**Work task:** Read through the listing, and wherever a line holds the word "crate", return it.
* * *
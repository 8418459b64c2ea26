//! Keep-alive scheduler.
//!
//! A background task sends a ping every interval while the session is
//! established, and closes the transport once nothing has been sent or
//! received for the disconnection interval.

use std::sync::Weak;
use std::time::Duration;

use tokio::time::{Instant, MissedTickBehavior};
use tokio_util::sync::CancellationToken;

use crate::error::Result;

/// What the scheduler needs from a channel.
pub(crate) trait KeepAliveTarget: Send + Sync + 'static {
    fn is_established(&self) -> bool;

    /// Time since the last envelope sent or received.
    fn idle_time(&self) -> Duration;

    fn send_ping(&self) -> Result<()>;

    /// Closes the transport after the peer went silent.
    fn disconnect(&self);
}

/// Handle to a running keep-alive task. Dropping it stops the task.
#[derive(Debug)]
pub struct KeepAlive {
    shutdown: CancellationToken,
}

impl KeepAlive {
    /// Spawns the keep-alive task on the current tokio runtime.
    ///
    /// Returns `None` when `interval` is zero or no runtime is available.
    pub(crate) fn spawn<T: KeepAliveTarget>(
        target: Weak<T>,
        interval: Duration,
        disconnection: Duration,
    ) -> Option<Self> {
        if interval.is_zero() {
            return None;
        }
        let Ok(handle) = tokio::runtime::Handle::try_current() else {
            tracing::warn!("no tokio runtime available, keep-alive disabled");
            return None;
        };

        let shutdown = CancellationToken::new();
        handle.spawn(run(target, interval, disconnection, shutdown.clone()));
        tracing::info!(
            interval_ms = interval.as_millis() as u64,
            disconnection_ms = disconnection.as_millis() as u64,
            "keep-alive started"
        );
        Some(Self { shutdown })
    }

    /// Stops the task. Stopping twice is harmless.
    pub fn stop(&self) {
        self.shutdown.cancel();
    }

    pub fn is_stopped(&self) -> bool {
        self.shutdown.is_cancelled()
    }
}

impl Drop for KeepAlive {
    fn drop(&mut self) {
        self.shutdown.cancel();
    }
}

async fn run<T: KeepAliveTarget>(
    target: Weak<T>,
    interval: Duration,
    disconnection: Duration,
    shutdown: CancellationToken,
) {
    let mut ticker = tokio::time::interval_at(Instant::now() + interval, interval);
    ticker.set_missed_tick_behavior(MissedTickBehavior::Delay);

    loop {
        tokio::select! {
            _ = shutdown.cancelled() => break,
            _ = ticker.tick() => {
                let Some(target) = target.upgrade() else { break };

                if !disconnection.is_zero() && target.idle_time() >= disconnection {
                    tracing::warn!(
                        idle_ms = target.idle_time().as_millis() as u64,
                        "no activity within the disconnection interval, closing transport"
                    );
                    target.disconnect();
                    break;
                }

                if target.is_established() {
                    if let Err(e) = target.send_ping() {
                        tracing::debug!(error = %e, "keep-alive ping failed");
                    }
                }
            }
        }
    }

    shutdown.cancel();
    tracing::info!("keep-alive stopped");
}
* * *
**The completed task:**
use crate::error::Result;
pub(crate) trait KeepAliveTarget: Send + Sync + 'static {
    pub(crate) fn spawn<T: KeepAliveTarget>(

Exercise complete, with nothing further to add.